Massachusetts Senate Race Over: What's Next For the Democrats?
The Massachusetts Senate Race is over with Scott Brown winning Ted Kennedy's Senate seat over Democrat Martha Coackley and for many this result spelled the end of Obama's health care reform. So what is next for the Democrats?
Most agree that Brown's win is catastrophic for the health care reform as it means that the 60-vote Democrat majority is over, but Politico took a look at what may still get through with some Republican votes - matters such as an energy bill of some form, financial reform and some kind of deficit reduction package.

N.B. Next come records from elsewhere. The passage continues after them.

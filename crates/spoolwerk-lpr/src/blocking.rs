// SPDX-License-Identifier: PMPL-1.0-or-later
// Copyright (c) 2026 Jonathan D.A. Jewell (hyperpolymath) <jonathan.jewell@open.ac.uk>
//
// Synchronous wrapper around the async client.
//
// Each call drives the async exchange to completion on a private
// current-thread runtime and hands back its single outcome.  Must not be
// used from inside another Tokio runtime.

use std::sync::Arc;

use tokio::net::TcpStream;
use tokio::runtime::{Builder, Runtime};

use spoolwerk_core::error::Result;
use spoolwerk_core::{ClientConfig, PrintJob, QueueQuery, SubmissionReport};

use crate::client::{LprClient, NetworkLprClient};
use crate::queue_query::QueueListing;

/// Blocking LPR client.
#[derive(Debug, Clone)]
pub struct BlockingLprClient {
    inner: NetworkLprClient,
    runtime: Arc<Runtime>,
}

impl BlockingLprClient {
    pub fn new(config: ClientConfig) -> Result<Self> {
        let runtime = Builder::new_current_thread().enable_all().build()?;
        Ok(Self {
            inner: NetworkLprClient::new(config),
            runtime: Arc::new(runtime),
        })
    }

    /// Submit `job`; blocks until every frame is acknowledged or the job fails.
    pub fn print_file(&self, job: &PrintJob) -> Result<SubmissionReport> {
        self.runtime.block_on(self.inner.print_file(job))
    }

    /// Open a queue query.  The returned iterator reads one line per `next()`.
    pub fn query_printer(&self, query: &QueueQuery) -> Result<BlockingQueueListing> {
        let listing = self.runtime.block_on(self.inner.query_printer(query))?;
        Ok(BlockingQueueListing {
            listing,
            runtime: Arc::clone(&self.runtime),
        })
    }
}

/// Iterator over a queue listing.
///
/// Yields `Err` at most once, after which it is exhausted.  Dropping it early
/// closes the connection.
#[derive(Debug)]
pub struct BlockingQueueListing {
    // Dropped before the runtime it was registered with.
    listing: QueueListing<TcpStream>,
    runtime: Arc<Runtime>,
}

impl Iterator for BlockingQueueListing {
    type Item = Result<String>;

    fn next(&mut self) -> Option<Self::Item> {
        self.runtime.block_on(self.listing.next_line()).transpose()
    }
}

#[cfg(test)]
mod tests {
    use std::io::{BufRead, BufReader, Read, Write};
    use std::net::TcpListener;

    use spoolwerk_core::FileType;

    use super::*;

    fn local_config(listener: &TcpListener) -> ClientConfig {
        ClientConfig {
            port: listener.local_addr().expect("addr").port(),
            connect_timeout_secs: 5,
            io_timeout_secs: Some(5),
            ..Default::default()
        }
    }

    #[test]
    fn blocking_query_yields_lines_in_order() {
        let listener = TcpListener::bind("127.0.0.1:0").expect("bind");
        let client = BlockingLprClient::new(local_config(&listener)).expect("client");

        let peer = std::thread::spawn(move || {
            let (mut stream, _) = listener.accept().expect("accept");
            let mut command = Vec::new();
            BufReader::new(&stream).read_until(b'\n', &mut command).expect("read");
            stream.write_all(b"one\ntwo\nthree\n").expect("write");
            command
        });

        let lines: Vec<String> = client
            .query_printer(&QueueQuery::new("127.0.0.1", "lp0", false))
            .expect("query")
            .collect::<Result<_>>()
            .expect("lines");
        assert_eq!(lines, ["one", "two", "three"]);
        assert_eq!(peer.join().expect("peer"), b"\x03lp0 \n");
    }

    #[test]
    fn dropping_the_iterator_early_closes_the_connection() {
        let listener = TcpListener::bind("127.0.0.1:0").expect("bind");
        let client = BlockingLprClient::new(local_config(&listener)).expect("client");

        let peer = std::thread::spawn(move || {
            let (mut stream, _) = listener.accept().expect("accept");
            stream
                .set_read_timeout(Some(std::time::Duration::from_secs(5)))
                .expect("timeout");
            let mut command = Vec::new();
            BufReader::new(&stream).read_until(b'\n', &mut command).expect("read");
            stream.write_all(b"one\ntwo\nthree\n").expect("write");
            // Returns once the client side has gone away.
            let mut rest = Vec::new();
            stream.read_to_end(&mut rest).map(|_| rest)
        });

        let mut lines = client
            .query_printer(&QueueQuery::new("127.0.0.1", "lp0", false))
            .expect("query");
        assert_eq!(lines.next().expect("line").expect("read"), "one");
        drop(lines);

        // Unread listing bytes may turn the close into a reset.
        match peer.join().expect("peer") {
            Ok(rest) => assert!(rest.is_empty()),
            Err(e) => assert_eq!(e.kind(), std::io::ErrorKind::ConnectionReset),
        }
    }

    #[test]
    fn blocking_print_surfaces_protocol_error() {
        let listener = TcpListener::bind("127.0.0.1:0").expect("bind");
        let client = BlockingLprClient::new(local_config(&listener)).expect("client");

        let peer = std::thread::spawn(move || {
            let (mut stream, _) = listener.accept().expect("accept");
            let mut command = Vec::new();
            BufReader::new(&stream).read_until(b'\n', &mut command).expect("read");
            stream.write_all(&[1]).expect("write");
            let mut rest = Vec::new();
            let _ = stream.read_to_end(&mut rest);
            (command, rest)
        });

        let file = tempfile::NamedTempFile::new().expect("tempfile");
        let job = PrintJob::new("127.0.0.1", "lp0", file.path(), FileType::Binary);
        let err = client.print_file(&job).unwrap_err();
        assert!(err.to_string().contains("receive job: 1"));

        let (command, rest) = peer.join().expect("peer");
        assert_eq!(command, b"\x02lp0\n");
        assert!(rest.is_empty());
    }
}
// SPDX-License-Identifier: PMPL-1.0-or-later
// Copyright (c) 2026 Jonathan D.A. Jewell (hyperpolymath) <jonathan.jewell@open.ac.uk>
//
// Job identifier allocation.
//
// RFC 1179 file names carry a 3-digit job number.  A process-wide counter
// cycles through 1..=999 and is combined with the sanitized host name.

use std::sync::atomic::{AtomicU16, Ordering};

use spoolwerk_core::JobIdentifier;

use crate::identity::sanitize;

const MAX_JOB_NUMBER: u16 = 999;

/// Process-wide allocator shared by every submission.
static GLOBAL: JobIdAllocator = JobIdAllocator::new();

/// Cycling job-number counter.
///
/// Each call performs one atomic read-modify-write, so concurrent callers
/// never observe the same intermediate value.
#[derive(Debug)]
pub struct JobIdAllocator {
    counter: AtomicU16,
}

impl Default for JobIdAllocator {
    fn default() -> Self {
        Self::new()
    }
}

impl JobIdAllocator {
    pub const fn new() -> Self {
        Self {
            counter: AtomicU16::new(0),
        }
    }

    /// Advance the counter and return the new value, always in `1..=999`.
    pub fn next_number(&self) -> u16 {
        let previous = self
            .counter
            .fetch_update(Ordering::AcqRel, Ordering::Acquire, |n| Some(n % MAX_JOB_NUMBER + 1))
            .unwrap_or_else(|n| n);
        previous % MAX_JOB_NUMBER + 1
    }

    /// Allocate an identifier for `host_name` (sanitized here).
    pub fn allocate(&self, host_name: &str) -> JobIdentifier {
        JobIdentifier::new(self.next_number(), sanitize(host_name))
    }
}

/// Allocate from the process-wide counter.
pub fn allocate(host_name: &str) -> JobIdentifier {
    GLOBAL.allocate(host_name)
}
// SPDX-License-Identifier: PMPL-1.0-or-later
// Copyright (c) 2026 Jonathan D.A. Jewell (hyperpolymath) <jonathan.jewell@open.ac.uk>
//
// Queue state queries (RFC 1179 §5.3, §5.4).
//
// One command line out, then the peer's listing comes back as plain text
// until it closes the connection.  There is no acknowledgment byte.

use tokio::io::{AsyncRead, AsyncWrite};
use tokio::net::TcpStream;
use tracing::{debug, info, instrument};

use spoolwerk_core::error::Result;
use spoolwerk_core::{ClientConfig, QueueQuery};

use crate::transport::{self, Connection};

/// Short listing command code.
const SEND_QUEUE_SHORT: char = '\x03';
/// Long listing command code.
const SEND_QUEUE_LONG: char = '\x04';

/// Connect to `query.server` and request the queue listing.
#[instrument(skip_all, fields(server = %query.server, printer = %query.printer, verbose = query.verbose))]
pub async fn query_printer(query: &QueueQuery, config: &ClientConfig) -> Result<QueueListing<TcpStream>> {
    query.validate()?;
    let conn = transport::connect(
        &query.server,
        config.port,
        config.connect_timeout(),
        config.io_timeout(),
    )
    .await?;
    start_query(conn, query).await
}

/// Send the query command on an established connection.
pub async fn start_query<S>(mut conn: Connection<S>, query: &QueueQuery) -> Result<QueueListing<S>>
where
    S: AsyncRead + AsyncWrite + Unpin,
{
    let code = if query.verbose { SEND_QUEUE_LONG } else { SEND_QUEUE_SHORT };
    // Trailing space: an empty operand list, i.e. all jobs.
    let command = format!("{code}{} \n", query.printer);
    let sent = match conn.write_text(&command).await {
        Ok(()) => conn.flush().await,
        Err(e) => Err(e),
    };
    if let Err(e) = sent {
        if let Err(close_err) = conn.close().await {
            debug!(error = %close_err, "close after failed query command also failed");
        }
        return Err(e);
    }
    debug!(peer = %conn.peer(), "queue query sent");
    Ok(QueueListing {
        conn,
        lines_read: 0,
        finished: false,
    })
}

/// Lazily read queue listing, one line at a time.
///
/// Forward-only and bound to its connection: the connection is closed when
/// the listing ends or fails, and released when the listing is dropped.
#[derive(Debug)]
pub struct QueueListing<S> {
    conn: Connection<S>,
    lines_read: usize,
    finished: bool,
}

impl<S: AsyncRead + AsyncWrite + Unpin> QueueListing<S> {
    /// Next line of the listing, or `None` once the peer has closed.
    ///
    /// After an error the listing is finished and yields `None`.
    pub async fn next_line(&mut self) -> Result<Option<String>> {
        if self.finished {
            return Ok(None);
        }
        match self.conn.read_line().await {
            Ok(Some(line)) => {
                self.lines_read += 1;
                Ok(Some(line))
            }
            Ok(None) => {
                self.end().await;
                info!(lines = self.lines_read, "queue listing complete");
                Ok(None)
            }
            Err(e) => {
                self.end().await;
                Err(e)
            }
        }
    }

    /// Read the remaining lines into memory.
    pub async fn collect_lines(mut self) -> Result<Vec<String>> {
        let mut lines = Vec::new();
        while let Some(line) = self.next_line().await? {
            lines.push(line);
        }
        Ok(lines)
    }

    pub fn is_finished(&self) -> bool {
        self.finished
    }

    async fn end(&mut self) {
        self.finished = true;
        if let Err(e) = self.conn.close().await {
            debug!(error = %e, "ignoring close failure at end of listing");
        }
    }
}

There are five major agenda items still on the table to discuss, and some decision will have to be made regarding these topics; the outcome is perhaps just a little less certain now.
- Financial reform
- Deficit reduction
- Cap and trade
- Terrorism and national security
1. Financial reform: This should be a slam dunk for Democrats, and it shouldn’t be too hard to find some Republican support for cracking down on the industry that caused the financial meltdown. But Democrats will have to back down on two fronts – the highly touted consumer financial protection agency is a non-starter with most Republicans and may need to be ditched. And Democrats may have to water down President Barack Obama’s proposed bank fee – which will be seen by virtually every Republican as just another tax.
Some kind of overhaul for Wall Street really must take place, but it remains to be seen if Republicans will work on a bill with retiring Banking Chairman Chris Dodd before he retires at the end of the year.
2. Deficit reduction: For many Republicans the $787 billion stimulus package was just too much, especially after the $700 billion bank bailout last year as well, including the upcoming $1 trillion health care bill.
Democrats still have two Republicans on their side however, in the form of Judd Gregg of New Hampshire and George and Voinovich of Ohio.
Both these fiscal conservatives have signaled interest in working with Senate Budget Chairman Kent Conrad (D-N.D.), to pursue a serious deficit reduction policy.
The biggest hurdle for this project is the old Appropriations Committee bulls, who won’t stand for even the slightest encroachment on their power of the purse; Senate Majority Leader Harry Reid (D-Nev.) and House Speaker Nancy Pelosi (D-Cal.) could also be roadblocks. A deficit commission whose recommendations would require a binding up or down vote is a nonstarter for now.
3. Cap and trade bill: The Democrats may now be looking at dropping the 'cap and trade' part from their cap and trade bill, and then they may have a chance at passing some reform here.
Once again, Voinovich is working on a proposal that would limit greenhouse gas emissions from power plants, along with Senator Dick Lugar.
And moderate Democrats are pushing Senate leadership to drop the cap-and- trade provision in favor of an energy-only bill, which could include renewable fuels standard tax incentives for alternative energy
Senator Byron Dorgan had this to say about the bill:
"It is my assessment that we likely will not do a climate change bill this year, but we will do energy," Sen. Byron Dorgan (D-N.D.) said Tuesday. "I think it is more likely for us to turn to something that is bipartisan and will address the country's energy interest and begin to address specific policies on climate change.”
4. Terrorism and national security: Obama's approval ratings on this subject have gone up since the Christmas Day attacks and the Democrats may still get some Republican support for changes in airline security and intelligence.
And if Democrats can keep their left flank in line on Afghanistan – and avoid ugly intraparty debates over funding Obama’s surge – they may quietly keep their edge on national security. Democrats have also signaled they’re not going to completely soft pedal the terrorism investigation – which could earn them respect for showing some independence on congressional oversight.
5. Immigration: This bill looks like it probably won't happen now that Scott Brown has won his seat. Senator Chuck Schumer has an immigration bill of some kind, but most Republicans won't touch this subject.
But Graham has expressed an interest in working with Schumer – although it’s not clear if any immigration bill could have a path to citizenship, or what opponents will deem amnesty for illegal immigrants.